İlkbaharda Los Angeles'taki Latin siyasetinin tarihi hakkında dört bölümlük bir dizi yazdım. Ağustos ayında, Demokratik Ulusal Kongre öncesinde Latinlerin siyasi sıcaklığını ölçmek için Güneybatı Amerika'da yedi günlük bir yolculuğa çıktım. Sonbahar boyunca Latin kökenli Trump destekçileriyle konuştum; bunların arasında bir zamanlar liberal eğilimli olduklarını ancak Demokratlar tarafından terk edilmiş hissettiklerini ve onları Trump Treni'nde av tüfeğine binmeye teşvik edenlerin de bulunduğu birçok kişi vardı.

Hikâyelerimi birbirine bağlayan bağ, değişimin kaçınılmaz olduğu ve Latin kökenlilerin Demokratların kehribarında kalmasını beklemenin seçim intiharı olduğuydu.



UCLA profesörü Kelly Lytle Hernandez (sağda), Los Angeles şehir merkezindeki Ana Cadde boyunca yürürken, Los Angeles belediye meclisi üyeleri Eunisses Hernandez ve Hugo Soto-Martinez'e 2022'de tarihi bir tur veriyor.

(Mel Melcon / Los Angeles Times)



Wokoso'lar ve muhafazakarlar nihayet uyanmış olan uyuklayan Demokratlardan faydalandılar. desmadre onlardan önce. Latin siyasetinin beşiği olan Los Angeles'ın Doğu Yakası'nda, Demokratik Sosyalist Kent Konseyi adayları onlarca yıldır seçimlere yön veren siyasi makineleri silip süpürdü. Siyasi yelpazenin diğer ucunda, Latin Cumhuriyetçi yasa koyucular artık Sacramento'yu o kadar çok dolduruyor ki, Kaliforniya Latin Yasama Grubu, GOP üyelerine yönelik uzun süredir devam eden yasağın kaldırılması konusunda görüşmeler yapıyor.

Latinler hâlâ Amerikan yaşamında sayılarımızla orantılı güçle övünmek için ihtiyaç duyduğumuz yere yakın değil.

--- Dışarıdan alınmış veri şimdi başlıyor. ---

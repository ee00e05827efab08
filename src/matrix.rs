use std::fs::File;
use std::io::{BufRead, BufReader, Lines};

use camino::Utf8Path;
use flate2::read::GzDecoder;
use tracing::info;

use crate::error::ExportError;

#[derive(Debug, Clone, PartialEq)]
pub struct SparseMatrix {
    pub rows: usize,
    pub cols: usize,
    pub entries: Vec<(usize, usize, f64)>,
}

impl SparseMatrix {
    pub fn nnz(&self) -> usize {
        self.entries.len()
    }

    pub fn transpose(self) -> Self {
        Self {
            rows: self.cols,
            cols: self.rows,
            entries: self
                .entries
                .into_iter()
                .map(|(row, col, value)| (col, row, value))
                .collect(),
        }
    }

    pub fn concat_rows(blocks: Vec<SparseMatrix>) -> Result<SparseMatrix, ExportError> {
        let mut blocks = blocks.into_iter();
        let Some(mut combined) = blocks.next() else {
            return Ok(SparseMatrix {
                rows: 0,
                cols: 0,
                entries: Vec::new(),
            });
        };
        for block in blocks {
            if block.cols != combined.cols {
                return Err(ExportError::Dimension(format!(
                    "cannot concatenate a block with {} column(s) onto {}",
                    block.cols, combined.cols
                )));
            }
            let offset = combined.rows;
            combined.entries.extend(
                block
                    .entries
                    .into_iter()
                    .map(|(row, col, value)| (row + offset, col, value)),
            );
            combined.rows += block.rows;
        }
        Ok(combined)
    }
}

pub fn read_matrix(path: &Utf8Path) -> Result<SparseMatrix, ExportError> {
    info!("loading matrix {path}");
    parse_matrix(open_reader(path)?).map_err(|err| match err {
        ExportError::MatrixFormat(message) => {
            ExportError::MatrixFormat(format!("{path}: {message}"))
        }
        other => other,
    })
}

pub fn read_barcodes(path: &Utf8Path) -> Result<Vec<String>, ExportError> {
    info!("loading barcodes {path}");
    let mut barcodes = Vec::new();
    for line in open_reader(path)?.lines() {
        let line = line.map_err(|err| ExportError::Filesystem(format!("{path}: {err}")))?;
        let trimmed = line.trim();
        if !trimmed.is_empty() {
            barcodes.push(trimmed.to_string());
        }
    }
    Ok(barcodes)
}

pub fn parse_matrix<R: BufRead>(reader: R) -> Result<SparseMatrix, ExportError> {
    let mut lines = reader.lines();

    let banner = next_line(&mut lines)?
        .ok_or_else(|| ExportError::MatrixFormat("empty matrix file".to_string()))?;
    check_banner(&banner)?;

    let size = loop {
        let line = next_line(&mut lines)?
            .ok_or_else(|| ExportError::MatrixFormat("missing size line".to_string()))?;
        let trimmed = line.trim();
        if trimmed.is_empty() || trimmed.starts_with('%') {
            continue;
        }
        break trimmed.to_string();
    };
    let (rows, cols, declared) = parse_size(&size)?;

    let mut entries = Vec::with_capacity(declared.min(1 << 20));
    while let Some(line) = next_line(&mut lines)? {
        let trimmed = line.trim();
        if trimmed.is_empty() || trimmed.starts_with('%') {
            continue;
        }
        entries.push(parse_entry(trimmed, rows, cols)?);
    }
    if entries.len() != declared {
        return Err(ExportError::MatrixFormat(format!(
            "size line declares {declared} entries, found {}",
            entries.len()
        )));
    }
    Ok(SparseMatrix {
        rows,
        cols,
        entries,
    })
}

pub fn render_matrix(matrix: &SparseMatrix) -> String {
    let mut out = String::with_capacity(64 + matrix.entries.len() * 16);
    out.push_str("%%MatrixMarket matrix coordinate real general\n");
    out.push_str(&format!(
        "{} {} {}\n",
        matrix.rows,
        matrix.cols,
        matrix.entries.len()
    ));
    for (row, col, value) in &matrix.entries {
        out.push_str(&format!("{} {} {value}\n", row + 1, col + 1));
    }
    out
}

fn open_reader(path: &Utf8Path) -> Result<Box<dyn BufRead>, ExportError> {
    let file =
        File::open(path).map_err(|err| ExportError::Filesystem(format!("{path}: {err}")))?;
    if path.extension() == Some("gz") {
        Ok(Box::new(BufReader::new(GzDecoder::new(file))))
    } else {
        Ok(Box::new(BufReader::new(file)))
    }
}

fn next_line<R: BufRead>(lines: &mut Lines<R>) -> Result<Option<String>, ExportError> {
    lines
        .next()
        .transpose()
        .map_err(|err| ExportError::Filesystem(err.to_string()))
}

fn check_banner(banner: &str) -> Result<(), ExportError> {
    let tokens: Vec<String> = banner
        .split_whitespace()
        .map(str::to_ascii_lowercase)
        .collect();
    if tokens.first().map(String::as_str) != Some("%%matrixmarket") {
        return Err(ExportError::MatrixFormat(
            "missing %%MatrixMarket banner".to_string(),
        ));
    }
    if tokens.get(1).map(String::as_str) != Some("matrix")
        || tokens.get(2).map(String::as_str) != Some("coordinate")
    {
        return Err(ExportError::MatrixFormat(
            "only coordinate matrices are supported".to_string(),
        ));
    }
    match tokens.get(3).map(String::as_str) {
        Some("real" | "integer") => {}
        other => {
            return Err(ExportError::MatrixFormat(format!(
                "unsupported value field {}",
                other.unwrap_or("<missing>")
            )));
        }
    }
    match tokens.get(4).map(String::as_str) {
        Some("general") => Ok(()),
        other => Err(ExportError::MatrixFormat(format!(
            "unsupported symmetry {}",
            other.unwrap_or("<missing>")
        ))),
    }
}

fn parse_size(line: &str) -> Result<(usize, usize, usize), ExportError> {
    let mut numbers = line.split_whitespace().map(str::parse::<usize>);
    match (numbers.next(), numbers.next(), numbers.next(), numbers.next()) {
        (Some(Ok(rows)), Some(Ok(cols)), Some(Ok(nnz)), None) => Ok((rows, cols, nnz)),
        _ => Err(ExportError::MatrixFormat(format!(
            "malformed size line {line:?}"
        ))),
    }
}

fn parse_entry(line: &str, rows: usize, cols: usize) -> Result<(usize, usize, f64), ExportError> {
    let mut tokens = line.split_whitespace();
    let (Some(row), Some(col), Some(value), None) = (
        tokens.next(),
        tokens.next(),
        tokens.next(),
        tokens.next(),
    ) else {
        return Err(ExportError::MatrixFormat(format!(
            "malformed entry {line:?}"
        )));
    };
    let row: usize = row
        .parse()
        .map_err(|_| ExportError::MatrixFormat(format!("malformed entry {line:?}")))?;
    let col: usize = col
        .parse()
        .map_err(|_| ExportError::MatrixFormat(format!("malformed entry {line:?}")))?;
    let value: f64 = value
        .parse()
        .map_err(|_| ExportError::MatrixFormat(format!("malformed entry {line:?}")))?;
    if row == 0 || row > rows || col == 0 || col > cols {
        return Err(ExportError::MatrixFormat(format!(
            "entry {line:?} is outside a {rows} x {cols} matrix"
        )));
    }
    Ok((row - 1, col - 1, value))
}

Eğitimden hayat pahalılığına, sağlık ve barınma eşitsizliklerine kadar üzerinde çalışmamız gereken hâlâ çok fazla konu var.

Ancak 2024 seçimleri birçok Latin'in geçmişteki sol eğilimli siyasetten vazgeçmeye açık olduğunu gösterdi. Bu açılımdan yararlanan taraf kazanabilecek taraftır.

Bu bana Chavez'in İngiliz Milletler Topluluğu Kulübü konuşmasını yeniden düşündürüyor. Onu en çok harekete geçiren şey, her şeyi daha iyiye doğru değiştirecek ve nesiller sonra bile nereden geldiklerini asla unutmayacak çiftçilerin torunlarının “hakim olduğu” bir Kaliforniya fikriydi.

“Sosyal değişim bir kez başladıktan sonra geri döndürülemez” dedi. “Okumayı öğrenen kişiyi eğitemezsiniz. Gurur duyan insanı aşağılayamazsınız. Artık korkmayan halka baskı yapamazsınız.”

2024'te Latinler, en azından sandıkta Latin sonrası bir gelecek düşünmekten korkmadığımızı gösterdi. Artık politikacıların bize iyisiyle kötüsüyle Amerikalı gibi davranmasına hazırız. Zaten amaç da bu değil miydi?